SOURCE MATERIAL:
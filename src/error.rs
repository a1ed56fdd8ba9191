//! Error types for the Hydro Admin data layer

use axum::{
    http::StatusCode,
    response::{IntoResponse, Response},
    Json,
};
use serde::Serialize;
use thiserror::Error;

/// PostgreSQL SQLSTATE for `unique_violation`
const UNIQUE_VIOLATION: &str = "23505";
/// PostgreSQL SQLSTATE for `foreign_key_violation`
const FOREIGN_KEY_VIOLATION: &str = "23503";
/// PostgreSQL SQLSTATE for `check_violation`
const CHECK_VIOLATION: &str = "23514";

/// Stable error codes exposed to API clients
#[derive(Debug, Clone, Copy, PartialEq, Eq, Serialize, utoipa::ToSchema)]
#[serde(rename_all = "snake_case")]
pub enum ErrorCode {
    NotFound,
    Duplicate,
    ForeignKey,
    BadValue,
    DbFailure,
}

/// Main application error type
#[derive(Error, Debug)]
pub enum AppError {
    #[error("Not found: {0}")]
    NotFound(String),

    #[error("Duplicate: {0}")]
    Duplicate(String),

    #[error("Foreign key violation: {0}")]
    ForeignKeyViolation(String),

    #[error("Validation error: {0}")]
    Validation(String),

    #[error("Database error in {operation}: {source}")]
    Database {
        operation: &'static str,
        #[source]
        source: sqlx::Error,
    },
}

/// Constraint-level classification of a driver error
#[derive(Debug, Clone, Copy, PartialEq, Eq)]
pub(crate) enum ConstraintKind {
    Unique,
    ForeignKey,
    Check,
}

/// Map a PostgreSQL SQLSTATE to the constraint family it reports
pub(crate) fn classify_sqlstate(code: &str) -> Option<ConstraintKind> {
    match code {
        UNIQUE_VIOLATION => Some(ConstraintKind::Unique),
        FOREIGN_KEY_VIOLATION => Some(ConstraintKind::ForeignKey),
        CHECK_VIOLATION => Some(ConstraintKind::Check),
        _ => None,
    }
}

/// Translate a raw driver error into a typed domain error.
///
/// Returns `None` when the error is not a recognised constraint failure;
/// callers then wrap it generically with [`db_error`].
pub fn translate_db_error(err: &sqlx::Error, operation: &str) -> Option<AppError> {
    match err {
        sqlx::Error::RowNotFound => {
            Some(AppError::NotFound(format!("{}: record not found", operation)))
        }
        sqlx::Error::Database(db_err) => {
            let code = db_err.code()?;
            let constraint = db_err.constraint().unwrap_or("unknown constraint");
            match classify_sqlstate(&code)? {
                ConstraintKind::Unique => Some(AppError::Duplicate(format!(
                    "{}: value already exists ({})",
                    operation, constraint
                ))),
                ConstraintKind::ForeignKey => Some(AppError::ForeignKeyViolation(format!(
                    "{}: referenced record does not exist ({})",
                    operation, constraint
                ))),
                ConstraintKind::Check => Some(AppError::Validation(format!(
                    "{}: value rejected by {}",
                    operation, constraint
                ))),
            }
        }
        _ => None,
    }
}

/// Translate or wrap a driver error, tagging it with the failing operation
pub fn db_error(err: sqlx::Error, operation: &'static str) -> AppError {
    match translate_db_error(&err, operation) {
        Some(translated) => translated,
        None => AppError::Database {
            operation,
            source: err,
        },
    }
}

/// Attach an operation name to a `sqlx` result
pub trait DbResultExt<T> {
    fn op(self, operation: &'static str) -> AppResult<T>;
}

impl<T> DbResultExt<T> for Result<T, sqlx::Error> {
    fn op(self, operation: &'static str) -> AppResult<T> {
        self.map_err(|e| db_error(e, operation))
    }
}

/// Error response body
#[derive(Serialize, utoipa::ToSchema)]
pub struct ErrorResponse {
    pub code: ErrorCode,
    pub message: String,
}

impl AppError {
    /// HTTP status and client-facing code for this error
    pub fn status(&self) -> (StatusCode, ErrorCode) {
        match self {
            AppError::NotFound(_) => (StatusCode::NOT_FOUND, ErrorCode::NotFound),
            AppError::Duplicate(_) => (StatusCode::CONFLICT, ErrorCode::Duplicate),
            AppError::ForeignKeyViolation(_) => (StatusCode::BAD_REQUEST, ErrorCode::ForeignKey),
            AppError::Validation(_) => (StatusCode::BAD_REQUEST, ErrorCode::BadValue),
            AppError::Database { .. } => (StatusCode::INTERNAL_SERVER_ERROR, ErrorCode::DbFailure),
        }
    }
}

impl IntoResponse for AppError {
    fn into_response(self) -> Response {
        let (status, code) = self.status();
        let message = match &self {
            AppError::Database { operation, source } => {
                tracing::error!(operation = %operation, "Database error: {:?}", source);
                "Database error".to_string()
            }
            AppError::NotFound(msg)
            | AppError::Duplicate(msg)
            | AppError::ForeignKeyViolation(msg)
            | AppError::Validation(msg) => msg.clone(),
        };

        (status, Json(ErrorResponse { code, message })).into_response()
    }
}

/// Result type alias for application operations
pub type AppResult<T> = Result<T, AppError>;

#[cfg(test)]
mod tests {
    use super::*;

    #[test]
    fn test_classify_sqlstate() {
        assert_eq!(classify_sqlstate("23505"), Some(ConstraintKind::Unique));
        assert_eq!(classify_sqlstate("23503"), Some(ConstraintKind::ForeignKey));
        assert_eq!(classify_sqlstate("23514"), Some(ConstraintKind::Check));
        assert_eq!(classify_sqlstate("40001"), None);
    }

    #[test]
    fn test_row_not_found_translates_to_not_found() {
        let err = translate_db_error(&sqlx::Error::RowNotFound, "get shutdown");
        assert!(matches!(err, Some(AppError::NotFound(msg)) if msg.starts_with("get shutdown")));
    }

    #[test]
    fn test_unrecognised_error_is_wrapped_with_operation() {
        assert!(translate_db_error(&sqlx::Error::PoolTimedOut, "list contacts").is_none());

        let err = db_error(sqlx::Error::PoolTimedOut, "list contacts");
        match err {
            AppError::Database { operation, .. } => assert_eq!(operation, "list contacts"),
            other => panic!("unexpected error: {other:?}"),
        }
    }

    #[test]
    fn test_status_mapping() {
        let cases = [
            (AppError::NotFound("x".into()), StatusCode::NOT_FOUND),
            (AppError::Duplicate("x".into()), StatusCode::CONFLICT),
            (AppError::ForeignKeyViolation("x".into()), StatusCode::BAD_REQUEST),
            (AppError::Validation("x".into()), StatusCode::BAD_REQUEST),
            (
                db_error(sqlx::Error::PoolClosed, "add shutdown"),
                StatusCode::INTERNAL_SERVER_ERROR,
            ),
        ];
        for (err, expected) in cases {
            assert_eq!(err.into_response().status(), expected);
        }
    }
}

ACTION ITEM:
After reading the entries above, state the number of lines that contain the word "utoipa", adding nothing else.

THE ANSWER:
2